The EBRD is lending €2.5 million to Kyiv Medical University (KMU), a private business which provides graduate and post-graduate medicine, dentistry and pharmacy education to 3,400 students in Ukraine and Poland, to complete a new campus for its students, who partially relocated to Poland in the wake of the 2022 Russian invasion.
The project will bring new courses and 35 per cent more students, with the Polish campus expected to generate 38 per cent of the company’s revenue this academic year and to facilitate the creation of more than 200 work placements for doctors and educators. Although Russia’s war on Ukraine delivered a severe blow to medical education in Ukraine, with declining international student numbers and declining revenues, this will help the university reliably deliver educational services until the end of the war.
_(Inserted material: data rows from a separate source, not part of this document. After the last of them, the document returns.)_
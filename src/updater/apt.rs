//! `apt` driver (§4.4): declared exclusive, requires sudo by default.

use crate::errors::AppError;
use crate::process::{PathLookup, ProcessRunner};
use crate::updater::Updater;
use async_trait::async_trait;
use devsync_common::config::ManagerConfig;
use devsync_common::sysupdate::{ManagerUpdateResult, PackageChange};
use regex::Regex;
use std::sync::{Arc, Mutex};
use tokio_util::sync::CancellationToken;

pub struct AptUpdater {
    process: Arc<dyn ProcessRunner>,
    path_lookup: Arc<dyn PathLookup>,
    config: Mutex<ManagerConfig>,
}

impl AptUpdater {
    pub fn new(process: Arc<dyn ProcessRunner>, path_lookup: Arc<dyn PathLookup>) -> Self {
        Self {
            process,
            path_lookup,
            config: Mutex::new(ManagerConfig::default()),
        }
    }
}

/// Best-effort parse of `apt-get upgrade -y` output lines of the form
/// `Inst <name> [<current>] (<new> ...)`. Unparseable lines are ignored.
fn parse_upgrade_output(stdout: &str) -> Vec<PackageChange> {
    let re = Regex::new(r"^Inst (\S+) \[(\S+)\] \((\S+)").unwrap();
    stdout
        .lines()
        .filter_map(|line| {
            re.captures(line.trim()).map(|c| PackageChange {
                name: c[1].to_string(),
                current_version: Some(c[2].to_string()),
                new_version: Some(c[3].to_string()),
            })
        })
        .collect()
}

#[async_trait]
impl Updater for AptUpdater {
    fn name(&self) -> &str {
        "apt"
    }

    fn display_name(&self) -> &str {
        "APT"
    }

    fn is_available(&self) -> bool {
        self.path_lookup.find("apt-get").is_some()
    }

    fn configure(&self, cfg: ManagerConfig) {
        *self.config.lock().unwrap() = cfg;
    }

    async fn update(
        &self,
        ctx: &CancellationToken,
        dry_run: bool,
    ) -> Result<ManagerUpdateResult, AppError> {
        if dry_run {
            return Ok(ManagerUpdateResult {
                message: "would run: apt-get update && apt-get upgrade -y".to_string(),
                ..Default::default()
            });
        }

        self.process
            .run_checked(ctx, None, "apt-get", &["update".to_string()])
            .await?;
        let upgrade = self
            .process
            .run_checked(
                ctx,
                None,
                "apt-get",
                &["upgrade".to_string(), "-y".to_string()],
            )
            .await?;

        let packages = parse_upgrade_output(&upgrade.stdout);
        Ok(ManagerUpdateResult {
            message: "apt update complete".to_string(),
            updated_count: packages.len(),
            packages,
            failed_count: 0,
            errors: Vec::new(),
        })
    }
}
The EBRD, which is Ukraine’s largest institutional investor, has a strategic focus on working with the country’s private sector and lending to small- and medium-sized enterprises is a key part of this support. KMU has been an EBRD client since 2018, when the EBRD lent €1.3 million so the company could acquire its Kyiv campus building. That loan was repaid in full in April 2023.
Now KMU, which has bought two properties in Katowice and Chorzów for its multicultural students, is repeating the campus project in a new location by refurbishing the Polish buildings and procuring new equipment.
The overall cost of the project is €4.1 million, with KMU providing finance alongside the EBRD.
Once the new KMU Polish campus is ready, it will be ready to host over 2000 Ukrainian and international students, as well to offer new study programmes such as physical rehabilitation, clinical psychology and nursing.
Expanding its activities is a mark of the resilience of Ukrainian business and ensures the quality of KMU’s educational services, as well as the safety of students and educators. Ultimately, this campus will help to improve the health and care provided to Ukrainian communities and beyond.